The first three should be fairly self-explanatory, but let's go into a bit more detail on the fourth one.


In a nutshell

  • Whole genome analysis:
    Intervals are not required but they can help speed up analysis by eliminating "difficult" regions and enabling parallelism

  • Exome analysis and other targeted sequencing:
    You must provide the list of targets, with padding, to exclude off-target noise. This will also speed up analysis and enable parallelism.


Whole genome analysis

It is not strictly necessary to restrict analysis to intervals when working with whole genomes, since presumably you're interested in all of it. However, from a technical perspective, you may want to mask out certain contigs (e.g. chrY or non-chromosome contigs) or regions (e.g. centromere) where you know the data is not reliable or is very messy, causing excessive slowdowns. In addition, defining whole-genome intervals allows you to parallelize execution across intervals using the scatter gather mode of parallelism.

We share the lists of "good" whole-genome intervals that we use in our production pipelines for human analysis in our resource bundle (see Download page).


Exome analysis and other targeted sequencing

By definition, exome sequencing and other targeted sequencing data don’t cover the entire genome, so most analyses can be restricted to just the capture targets (genes or exons) to save processing time and enable scatter gather parallelism. In addition, there are some processing steps, such as BQSR, that should be restricted to the capture targets in order to eliminate off-target sequencing data, which is uninformative and is a source of noise.

You should use the list of target intervals that corresponds to the library preparation method that was used to generate the data.
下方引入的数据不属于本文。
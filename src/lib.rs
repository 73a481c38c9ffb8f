//! Leave-attendance reconciliation engine.
//!
//! This crate keeps attendance state consistent with leave-request state for
//! an HR platform: it resolves shift and half-day session boundaries in
//! business-local time, validates check-in/check-out windows, prices
//! punctuality fines under a configurable formula system, computes leave
//! balances with monthly/yearly carry-forward accounting, and drives the
//! leave lifecycle state machine that materializes and reverts per-day
//! attendance records.
//!
//! It is a library invoked in-process: persistence and notification delivery
//! are reached through the seams in [`store`] and [`notify`].

#![warn(missing_docs)]

pub mod balance;
pub mod config;
pub mod error;
pub mod fine;
pub mod models;
pub mod notify;
pub mod reconcile;
pub mod schedule;
pub mod store;
//! Leave balance computation.
//!
//! Computes the per-type balance breakdown for an employee at a target
//! date: base limit from the leave template, carried-forward days from the
//! previous period, approved usage and pending commitments in the current
//! period, and the remaining balance. Pending requests count against the
//! quota so several open requests cannot jointly over-commit it.
//!
//! The computation is deterministic and side-effect-free; it issues
//! read-only queries against the leave collection.

use chrono::{Datelike, Duration, NaiveDate};
use rust_decimal::Decimal;
use serde::{Deserialize, Serialize};
use uuid::Uuid;

use crate::error::EngineResult;
use crate::models::{LeaveKind, LeaveRequest, LeaveStatus, Staff};
use crate::store::LeaveStore;

/// The balance breakdown for one employee, leave type and period.
///
/// A type absent from the employee's template is unrestricted: the limit
/// fields are `None` and callers treat the request as always allowed. The
/// `balance` field is clamped at zero; over-commitment shows up as
/// `used + pending` exceeding `total_available`, never as a negative
/// balance.
#[derive(Debug, Clone, PartialEq, Eq, Serialize, Deserialize)]
pub struct LeaveBalance {
    /// Canonical leave type name.
    pub leave_type: String,
    /// Per-period limit from the template, if the type is governed.
    pub base_limit: Option<Decimal>,
    /// Days carried over from the previous period.
    pub carried_forward: Decimal,
    /// `base_limit + carried_forward`, if the type is governed.
    pub total_available: Option<Decimal>,
    /// Approved days consumed inside the current period.
    pub used: Decimal,
    /// Pending days counted against the quota inside the current period.
    pub pending: Decimal,
    /// Remaining days, clamped at zero; `None` for unrestricted types.
    pub balance: Option<Decimal>,
    /// True when the type resets monthly (casual-classified names).
    pub is_monthly: bool,
    /// Whether the template enables carry-forward for the type.
    pub carry_forward_enabled: bool,
}

impl LeaveBalance {
    /// True when no template entry governs the type.
    pub fn is_unrestricted(&self) -> bool {
        self.base_limit.is_none()
    }
}

fn last_day_of_month(year: i32, month: u32) -> NaiveDate {
    let first_of_next = if month == 12 {
        NaiveDate::from_ymd_opt(year + 1, 1, 1)
    } else {
        NaiveDate::from_ymd_opt(year, month + 1, 1)
    };
    first_of_next.expect("first of month is always valid") - Duration::days(1)
}

fn month_bounds(target: NaiveDate) -> (NaiveDate, NaiveDate) {
    let start = NaiveDate::from_ymd_opt(target.year(), target.month(), 1)
        .expect("first of month is always valid");
    (start, last_day_of_month(target.year(), target.month()))
}

fn year_bounds(year: i32) -> (NaiveDate, NaiveDate) {
    (
        NaiveDate::from_ymd_opt(year, 1, 1).expect("January 1 is always valid"),
        NaiveDate::from_ymd_opt(year, 12, 31).expect("December 31 is always valid"),
    )
}

fn period_bounds(is_monthly: bool, target: NaiveDate) -> (NaiveDate, NaiveDate) {
    if is_monthly {
        month_bounds(target)
    } else {
        year_bounds(target.year())
    }
}

fn previous_period_bounds(is_monthly: bool, target: NaiveDate) -> (NaiveDate, NaiveDate) {
    if is_monthly {
        let (year, month) = if target.month() == 1 {
            (target.year() - 1, 12)
        } else {
            (target.year(), target.month() - 1)
        };
        let start =
            NaiveDate::from_ymd_opt(year, month, 1).expect("first of month is always valid");
        (start, last_day_of_month(year, month))
    } else {
        year_bounds(target.year() - 1)
    }
}

/// Days a leave contributes to a period window.
///
/// Overlap, not containment: a multi-day leave spanning the boundary
/// contributes only its in-period days. Half-day leaves contribute their
/// stored 0.5 weight whenever they touch the period.
fn counted_days(leave: &LeaveRequest, period_start: NaiveDate, period_end: NaiveDate) -> Decimal {
    if !leave.overlaps(period_start, period_end) {
        return Decimal::ZERO;
    }
    if leave.kind.is_half_day() {
        return leave.days;
    }
    let start = leave.start_date.max(period_start);
    let end = leave.end_date.min(period_end);
    Decimal::from((end - start).num_days() + 1)
}

fn sum_days<'a, I>(leaves: I, period_start: NaiveDate, period_end: NaiveDate) -> Decimal
where
    I: Iterator<Item = &'a LeaveRequest>,
{
    leaves
        .map(|leave| counted_days(leave, period_start, period_end))
        .sum()
}

/// Computes the balance breakdown for `kind` at `target` date.
///
/// `exclude` removes one request (by id) from the pending sum; the
/// approval flow passes the request being approved so the re-check does
/// not count it against itself.
///
/// # Example
///
/// ```
/// use chrono::NaiveDate;
/// use leave_engine::balance::compute_balance;
/// use leave_engine::models::{LeaveKind, LeaveTemplate, LeaveTypeConfig, Staff};
/// use leave_engine::store::MemoryStore;
/// use rust_decimal::Decimal;
///
/// let store = MemoryStore::new();
/// let staff = Staff {
///     id: "emp_001".to_string(),
///     name: "Test Employee".to_string(),
///     leave_template: Some(LeaveTemplate {
///         name: "standard".to_string(),
///         leave_types: vec![LeaveTypeConfig {
///             name: "Casual Leave".to_string(),
///             max_days: Decimal::from(2),
///             carry_forward: false,
///         }],
///     }),
///     shift: None,
///     daily_salary: None,
/// };
///
/// let target = NaiveDate::from_ymd_opt(2026, 3, 10).unwrap();
/// let balance = compute_balance(&store, &staff, &LeaveKind::Casual, target, None).unwrap();
/// assert_eq!(balance.balance, Some(Decimal::from(2)));
/// assert!(balance.is_monthly);
/// ```
pub fn compute_balance(
    store: &dyn LeaveStore,
    staff: &Staff,
    kind: &LeaveKind,
    target: NaiveDate,
    exclude: Option<Uuid>,
) -> EngineResult<LeaveBalance> {
    let entry = staff.template_entry(kind);
    let is_monthly = kind.is_monthly();
    let (period_start, period_end) = period_bounds(is_monthly, target);

    let leaves = store.find_by_employee(
        &staff.id,
        &[LeaveStatus::Pending, LeaveStatus::Approved],
    )?;
    let same_type: Vec<&LeaveRequest> = leaves
        .iter()
        .filter(|l| l.kind.same_type(kind))
        .collect();

    let used = sum_days(
        same_type
            .iter()
            .copied()
            .filter(|l| l.status == LeaveStatus::Approved),
        period_start,
        period_end,
    );
    let pending = sum_days(
        same_type
            .iter()
            .copied()
            .filter(|l| l.status == LeaveStatus::Pending && Some(l.id) != exclude),
        period_start,
        period_end,
    );

    let carry_forward_enabled = entry.map(|e| e.carry_forward).unwrap_or(false);
    let base_limit = entry.map(|e| e.max_days);

    let carried_forward = match (base_limit, carry_forward_enabled) {
        (Some(limit), true) => {
            let (prev_start, prev_end) = previous_period_bounds(is_monthly, target);
            let previous_used = sum_days(
                same_type
                    .iter()
                    .copied()
                    .filter(|l| l.status == LeaveStatus::Approved),
                prev_start,
                prev_end,
            );
            (limit - previous_used).max(Decimal::ZERO)
        }
        _ => Decimal::ZERO,
    };

    let total_available = base_limit.map(|limit| limit + carried_forward);
    let balance =
        total_available.map(|total| (total - used - pending).max(Decimal::ZERO));

    Ok(LeaveBalance {
        leave_type: kind.canonical_name(),
        base_limit,
        carried_forward,
        total_available,
        used,
        pending,
        balance,
        is_monthly,
        carry_forward_enabled,
    })
}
If you're working with exome sequencing data that was prepared by someone else, you'll need to find out what kit was used; the kit manufacturers typically provide the lists of intervals that correspond to their kits on their website. We cannot provide you with a suitable interval lists unless you are sure that your data was sequenced at the Broad.


Important notes:

Whatever you end up using intervals for, keep this in mind: for tools that output a BAM or VCF file, the output file will only contain data from the intervals you specified. Any data that falls outside these intervals will be lost to downstream analysis.

In general we recommend adding some padding to the intervals in order to include the flanking regions (typically about 100 bp). No need to modify your target list; you can have the GATK engine do it for you automatically using the interval padding argument. This is not required, but if you do use it, you should do it consistently at all steps where you use a list of intervals.
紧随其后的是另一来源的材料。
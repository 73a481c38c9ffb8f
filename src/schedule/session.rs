//! Half-day session window validation.
//!
//! Given a half-day leave's on-leave session and the current business-local
//! time, decides whether a check-in or check-out is permitted. The window
//! state (`before / inside / after`) is derived fresh on every call from the
//! resolved shift boundaries; nothing here is persisted.

use serde::{Deserialize, Serialize};

use chrono::NaiveTime;

use crate::config::ShiftConfig;
use crate::models::HalfDaySession;

use super::boundary::{SessionTimings, format_minute};

/// The outcome of a punch eligibility check.
///
/// Denials always carry a reason naming the violated boundary and the
/// on-leave half so the caller can present an actionable message.
#[derive(Debug, Clone, PartialEq, Eq, Serialize, Deserialize)]
pub struct WindowDecision {
    /// Whether the punch is permitted right now.
    pub allowed: bool,
    /// Why the punch was denied, when it was.
    #[serde(skip_serializing_if = "Option::is_none")]
    pub reason: Option<String>,
}

impl WindowDecision {
    /// An allowing decision.
    pub fn allow() -> Self {
        Self {
            allowed: true,
            reason: None,
        }
    }

    /// A denying decision with the given reason.
    pub fn deny(reason: impl Into<String>) -> Self {
        Self {
            allowed: false,
            reason: Some(reason.into()),
        }
    }
}

/// Punch direction being validated.
#[derive(Debug, Clone, Copy, PartialEq, Eq, Serialize, Deserialize)]
#[serde(rename_all = "snake_case")]
pub enum PunchKind {
    /// Start-of-work punch.
    CheckIn,
    /// End-of-work punch.
    CheckOut,
}

/// Grace settings governing half-day windows, resolved from the shift.
#[derive(Debug, Clone, Copy, Default, PartialEq, Eq)]
pub struct HalfDayRules {
    /// Minutes after the midpoint a first-half worker may still check out.
    pub first_half_logout_grace: i64,
    /// Minutes before the midpoint a second-half worker may check in.
    pub second_half_login_grace: i64,
    /// Disables the login grace: check-in opens exactly at the midpoint.
    pub strict_login: bool,
}

impl HalfDayRules {
    /// Extracts the half-day grace settings from a shift, defaulting all
    /// values to zero when the shift has no half-day section.
    pub fn from_config(shift: &ShiftConfig) -> Self {
        match &shift.half_day {
            Some(half_day) => Self {
                first_half_logout_grace: half_day.first_half_logout_grace_minutes.max(0),
                second_half_login_grace: half_day.second_half_login_grace_minutes.max(0),
                strict_login: half_day.strict_login,
            },
            None => Self::default(),
        }
    }
}

/// The working window for the employee's on-site half, in unwrapped
/// minutes: `(start, end)`.
///
/// The two sessions partition the shift exactly: the working window of a
/// first-half leave is the complement (within the shift) of the working
/// window of a second-half leave.
///
/// # Example
///
/// ```
/// use leave_engine::config::ShiftConfig;
/// use leave_engine::models::HalfDaySession;
/// use leave_engine::schedule::{SessionTimings, working_window};
///
/// let timings = SessionTimings::resolve(&ShiftConfig::default()).unwrap();
/// let second = working_window(&timings, HalfDaySession::FirstHalf);
/// let first = working_window(&timings, HalfDaySession::SecondHalf);
/// assert_eq!(first.1, second.0); // they meet at the midpoint
/// ```
pub fn working_window(timings: &SessionTimings, leave_session: HalfDaySession) -> (i64, i64) {
    match leave_session {
        // First half on leave: the employee works the second session.
        HalfDaySession::FirstHalf => (timings.mid_min(), timings.end_min()),
        // Second half on leave: the employee works the first session.
        HalfDaySession::SecondHalf => (timings.start_min(), timings.mid_min()),
    }
}

/// Decides whether a punch is permitted at `now_local`.
///
/// `leave_session` is the on-leave half of an approved half-day leave, or
/// `None` for a full-day approved leave, which blocks punches
/// unconditionally. Callers with no leave at all should not invoke the
/// validator; a regular working day has no window restriction.
pub fn evaluate_punch(
    leave_session: Option<HalfDaySession>,
    punch: PunchKind,
    now_local: NaiveTime,
    timings: &SessionTimings,
    rules: &HalfDayRules,
) -> WindowDecision {
    let session = match leave_session {
        Some(session) => session,
        None => {
            let action = match punch {
                PunchKind::CheckIn => "check-in",
                PunchKind::CheckOut => "check-out",
            };
            return WindowDecision::deny(format!(
                "employee is on approved leave for the full day; {action} is not permitted"
            ));
        }
    };

    let now = timings.normalize_now(now_local);
    let mid = timings.mid_min();
    let start = timings.start_min();
    let end = timings.end_min();

    match (session, punch) {
        // First half on leave: work runs from the midpoint to the shift end.
        (HalfDaySession::FirstHalf, PunchKind::CheckIn) => {
            let open = if rules.strict_login || rules.second_half_login_grace == 0 {
                mid
            } else {
                mid - rules.second_half_login_grace
            };
            if now < open {
                WindowDecision::deny(format!(
                    "check-in for second-half work opens at {} (first half is on leave)",
                    format_minute(open)
                ))
            } else if now > end {
                WindowDecision::deny(format!(
                    "shift ended at {}; the check-in window is closed",
                    format_minute(end)
                ))
            } else {
                WindowDecision::allow()
            }
        }
        (HalfDaySession::FirstHalf, PunchKind::CheckOut) => {
            if now < mid {
                WindowDecision::deny(format!(
                    "check-out opens at the session boundary {} (first half is on leave)",
                    format_minute(mid)
                ))
            } else {
                WindowDecision::allow()
            }
        }
        // Second half on leave: work runs from the shift start to the midpoint.
        (HalfDaySession::SecondHalf, PunchKind::CheckIn) => {
            if now < start {
                WindowDecision::deny(format!(
                    "check-in for first-half work opens at {} (second half is on leave)",
                    format_minute(start)
                ))
            } else if now >= mid {
                WindowDecision::deny(format!(
                    "first-half work ends at {}; the second half is on leave",
                    format_minute(mid)
                ))
            } else {
                WindowDecision::allow()
            }
        }
        (HalfDaySession::SecondHalf, PunchKind::CheckOut) => {
            let close = mid + rules.first_half_logout_grace;
            if now < mid {
                WindowDecision::deny(format!(
                    "check-out for first-half work opens at {} (second half is on leave)",
                    format_minute(mid)
                ))
            } else if now > close {
                WindowDecision::deny(format!(
                    "check-out window closed at {} (second half is on leave)",
                    format_minute(close)
                ))
            } else {
                WindowDecision::allow()
            }
        }
    }
}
You will have noticed by now that we do not provide detailed guidelines for which tool should or should not use an interval list in this article. For tool-by-tool recommendations, please see the example commands in the individual tool docs; they show the most common recommended usage for each. See also the Best Practices documentation for up to date implementation notes.


    现在全外显子(wes)测序依然对很多疾病家系的致病变异鉴定起着很重要的作用。


    遗憾的是,现在在中文网站找到的关于外显子测序分析的流程,似乎语焉不详,也充满错误的计算流程。


    本文对其中几个关键问题做一个说明。

    1. 全外显子测序和全基因组测序的差别,流程可以是一样的吗?

      答案是否定的。根据https://gatk.broadinstitute.org/hc/en-us/articles/360035889551?id=4133的说明,全外显子存在脱靶效应。需要用区间来锁定。当然wgs也可以利用区间锁定的办法,获得某些区间的变异,来排除一些reference质量差的区域SNP。

    2. 如何加入外显子区间信息,在哪里加入该信息?

      答案:本文最前面的英文介绍是gatk的说明,里面说明了从BQSR就要开始加入-L 参数以便进行区间校正,排除脱靶测序数据。

    3. 安捷伦外显子芯片有很多bed文件,到底用哪一个?

      答案:关于interval文件到底应该用安捷伦芯片的哪一个文件,很多人也存在很多纠结。例如英文网站也有很多人问,似乎老外也不是很明白。他们的回答也不是很明确。https://www.biostars.org/p/422896/  说明这个问题很普遍。

      安捷伦的全外显子测序文件,有四个bed文件,其中有个padding文件。上面GATK说明里面,推荐用padding文件。

    中文的全外显子测序流程,要么是用全基因组测序流程来蒙混过关。要么是不知道哪里加入排除脱靶效应的参数。有的认为是在HaplotypeCaller 这一步加入,这显然不是GATK说明里面推荐的。